__ENTRIES SHOWN__:
_ _ _ _ _

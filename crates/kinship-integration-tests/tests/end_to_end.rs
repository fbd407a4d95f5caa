//! End-to-end health check and repair of one model.
//!
//! Saves records, breaks them the way a crash or a raw delete would, and
//! checks that a health check sees it and one repair heals it.

mod common;

use kinship_core::{Record, StaleReason};
use kinship_test::{TestRepo, small_batch_config};

#[tokio::test]
async fn test_deleted_key_detected_then_healed() {
    let harness = TestRepo::new();
    let (repo, user) = (&harness.repo, &harness.user);
    for id in ["A", "B", "C"] {
        repo.save(
            user,
            &Record::new("user", id).with_field("email", format!("{id}@example.com")),
        )
        .await
        .unwrap();
    }
    harness.delete_object("A").await;

    let before = repo.health_check(user).await.unwrap();
    assert!(!before.healthy());
    assert_eq!(before.instances.phantoms, vec!["A"]);
    assert!(before.instances.missing.is_empty());
    assert_eq!(
        common::stale_ids(&before, StaleReason::ObjectMissing),
        vec!["A"]
    );

    let summary = repo.repair(user, Some(before)).await.unwrap();
    assert!(summary.report.healthy(), "{}", summary.report);

    let after = repo.health_check(user).await.unwrap();
    assert!(after.healthy());
    assert!(after.complete());
    assert_eq!(after.instances.timeline_count, 2);
    assert_eq!(
        repo.unique(user, "email")
            .unwrap()
            .get("A@example.com")
            .await
            .unwrap(),
        None
    );
}

#[tokio::test]
async fn test_repair_all_twice_is_noop_second_time() {
    let mut config = small_batch_config();
    config.audit.sample_size = 100;
    let harness = TestRepo::with_config(config);
    harness.seed_users(&["a", "b", "c", "d", "e"]).await;
    for id in ["a", "b", "c"] {
        harness.join("members", "t1", id).await;
        harness.join("queue", "t1", id).await;
    }
    harness.delete_object("b").await;
    harness.drop_from_timeline("d").await;
    harness
        .repo
        .connection()
        .srem("user:role_index:member", "e")
        .await
        .unwrap();

    let first = harness.repo.repair(&harness.user, None).await.unwrap();
    assert!(first.actions() > 0);
    assert!(first.report.healthy(), "{}", first.report);

    let second = harness.repo.repair(&harness.user, None).await.unwrap();
    assert_eq!(second.actions(), 0, "{second:?}");
    assert_eq!(first.report.findings(), second.report.findings());
}

#[tokio::test]
async fn test_timeline_rebuild_is_idempotent() {
    let harness = TestRepo::new();
    harness.seed_users(&["a", "b", "c"]).await;
    harness.drop_from_timeline("b").await;
    let timeline = harness.repo.timeline(&harness.user);

    let first = timeline.rebuild(2).await.unwrap();
    let second = timeline.rebuild(2).await.unwrap();
    assert_eq!(first, 3);
    assert_eq!(first, second);
    assert_eq!(timeline.members().await.unwrap(), vec!["a", "b", "c"]);
}

#[tokio::test]
async fn test_report_renderers_agree() {
    let harness = TestRepo::new();
    harness.seed_users(&["a", "b"]).await;
    harness.delete_object("a").await;
    let report = harness.repo.audit(&harness.user).await.unwrap();

    let map = report.to_map();
    assert_eq!(map["healthy"], serde_json::Value::Bool(false));
    assert_eq!(map["complete"], serde_json::Value::Bool(true));
    assert_eq!(map["instances"]["phantoms"][0], "a");

    let text = report.to_string();
    assert!(text.contains("Audit of user"));
    assert!(text.contains("healthy: no  complete: yes"));
    assert!(text.contains("phantoms: a"));
}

_ _ _ _ _

__REQUIRED ACTION__: Your reply must repeat the records above exactly and in full.

__SOLUTION__:
filename crates/kinship-integration-tests/tests/end_to_end.rs
repository fbd407a4d95f5caa
//! End-to-end health check and repair of one model.
//!
//! Saves records, breaks them the way a crash or a raw delete would, and
//! checks that a health check sees it and one repair heals it.

mod common;

use kinship_core::{Record, StaleReason};
use kinship_test::{TestRepo, small_batch_config};

#[tokio::test]
async fn test_deleted_key_detected_then_healed() {
    let harness = TestRepo::new();
    let (repo, user) = (&harness.repo, &harness.user);
    for id in ["A", "B", "C"] {
        repo.save(
            user,
            &Record::new("user", id).with_field("email", format!("{id}@example.com")),
        )
        .await
        .unwrap();
    }
    harness.delete_object("A").await;

    let before = repo.health_check(user).await.unwrap();
    assert!(!before.healthy());
    assert_eq!(before.instances.phantoms, vec!["A"]);
    assert!(before.instances.missing.is_empty());
    assert_eq!(
        common::stale_ids(&before, StaleReason::ObjectMissing),
        vec!["A"]
    );

    let summary = repo.repair(user, Some(before)).await.unwrap();
    assert!(summary.report.healthy(), "{}", summary.report);

    let after = repo.health_check(user).await.unwrap();
    assert!(after.healthy());
    assert!(after.complete());
    assert_eq!(after.instances.timeline_count, 2);
    assert_eq!(
        repo.unique(user, "email")
            .unwrap()
            .get("A@example.com")
            .await
            .unwrap(),
        None
    );
}

#[tokio::test]
async fn test_repair_all_twice_is_noop_second_time() {
    let mut config = small_batch_config();
    config.audit.sample_size = 100;
    let harness = TestRepo::with_config(config);
    harness.seed_users(&["a", "b", "c", "d", "e"]).await;
    for id in ["a", "b", "c"] {
        harness.join("members", "t1", id).await;
        harness.join("queue", "t1", id).await;
    }
    harness.delete_object("b").await;
    harness.drop_from_timeline("d").await;
    harness
        .repo
        .connection()
        .srem("user:role_index:member", "e")
        .await
        .unwrap();

    let first = harness.repo.repair(&harness.user, None).await.unwrap();
    assert!(first.actions() > 0);
    assert!(first.report.healthy(), "{}", first.report);

    let second = harness.repo.repair(&harness.user, None).await.unwrap();
    assert_eq!(second.actions(), 0, "{second:?}");
    assert_eq!(first.report.findings(), second.report.findings());
}

#[tokio::test]
async fn test_timeline_rebuild_is_idempotent() {
    let harness = TestRepo::new();
    harness.seed_users(&["a", "b", "c"]).await;
    harness.drop_from_timeline("b").await;
    let timeline = harness.repo.timeline(&harness.user);

    let first = timeline.rebuild(2).await.unwrap();
    let second = timeline.rebuild(2).await.unwrap();
    assert_eq!(first, 3);
    assert_eq!(first, second);
    assert_eq!(timeline.members().await.unwrap(), vec!["a", "b", "c"]);
}

#[tokio::test]
async fn test_report_renderers_agree() {
    let harness = TestRepo::new();
    harness.seed_users(&["a", "b"]).await;
    harness.delete_object("a").await;
    let report = harness.repo.audit(&harness.user).await.unwrap();

    let map = report.to_map();
    assert_eq!(map["healthy"], serde_json::Value::Bool(false));
    assert_eq!(map["complete"], serde_json::Value::Bool(true));
    assert_eq!(map["instances"]["phantoms"][0], "a");

    let text = report.to_string();
    assert!(text.contains("Audit of user"));
    assert!(text.contains("healthy: no  complete: yes"));
    assert!(text.contains("phantoms: a"));
}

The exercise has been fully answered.